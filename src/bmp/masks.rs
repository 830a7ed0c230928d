//! Channel mask resolution for direct-color images.

use super::header::{BitDepth, Compression, HeaderExtension, Revision};

/// Bit masks selecting each channel of a packed pixel value.
///
/// A zero mask means the channel is absent and always decodes to 0.
#[derive(Clone, Copy, Debug, Default, PartialEq, Eq)]
pub struct ChannelMasks {
    pub red: u32,
    pub green: u32,
    pub blue: u32,
    pub alpha: u32,
}

/// Masks chosen for an image, and whether they came from the fixed defaults
/// rather than the header.
#[derive(Clone, Copy, Debug, PartialEq, Eq)]
pub struct ResolvedMasks {
    pub masks: ChannelMasks,
    pub defaulted: bool,
}

const RGB555: ChannelMasks = ChannelMasks {
    red: 0x7C00,
    green: 0x03E0,
    blue: 0x001F,
    alpha: 0x8000,
};

const RGB888: ChannelMasks = ChannelMasks {
    red: 0x00FF_0000,
    green: 0x0000_FF00,
    blue: 0x0000_00FF,
    alpha: 0,
};

const XRGB8888_ALPHA: u32 = 0xFF00_0000;

/// Resolve the channel masks for a direct-color image.
///
/// Returns `None` for indexed bit depths, which have no masks.
///
/// - 16-bit `BI_RGB`: 5-5-5 RGB, with a 1-bit alpha at bit 15 unless the
///   header carries an alpha mask (revision 3+).
/// - 24-bit: 8-8-8 RGB in the low three bytes and no alpha, whatever the
///   compression.
/// - 32-bit `BI_RGB`: 8-8-8 RGB with alpha in the top byte unless the header
///   carries an alpha mask.
/// - 16/32-bit `BI_BITFIELDS`: the header masks as read.
pub fn resolve_masks(
    depth: BitDepth,
    compression: Compression,
    extension: &HeaderExtension,
) -> Option<ResolvedMasks> {
    let has_alpha_field = extension.revision() >= Revision::V3;
    let header_alpha = extension.alpha_mask().unwrap_or(0);

    let (masks, defaulted) = match (depth, compression) {
        (BitDepth::TwentyFour, _) => (RGB888, true),
        (BitDepth::Sixteen, Compression::Rgb) => {
            let alpha = if has_alpha_field {
                header_alpha
            } else {
                RGB555.alpha
            };
            (ChannelMasks { alpha, ..RGB555 }, true)
        }
        (BitDepth::ThirtyTwo, Compression::Rgb) => {
            let alpha = if has_alpha_field {
                header_alpha
            } else {
                XRGB8888_ALPHA
            };
            (ChannelMasks { alpha, ..RGB888 }, true)
        }
        (BitDepth::Sixteen | BitDepth::ThirtyTwo, Compression::Bitfields) => {
            let rgb = extension.rgb_masks().unwrap_or_default();
            let masks = ChannelMasks {
                red: rgb.red,
                green: rgb.green,
                blue: rgb.blue,
                alpha: header_alpha,
            };
            (masks, false)
        }
        _ => return None,
    };

    Some(ResolvedMasks { masks, defaulted })
}

/// Position of the lowest set bit of `mask`; 0 for an empty mask.
pub fn mask_shift(mask: u32) -> u32 {
    if mask == 0 { 0 } else { mask.trailing_zeros() }
}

——————————

**Your task**
Report every line of the data in which "Copy" appears.

**Answer to the exercise**
#[derive(Clone, Copy, Debug, Default, PartialEq, Eq)]
#[derive(Clone, Copy, Debug, PartialEq, Eq)]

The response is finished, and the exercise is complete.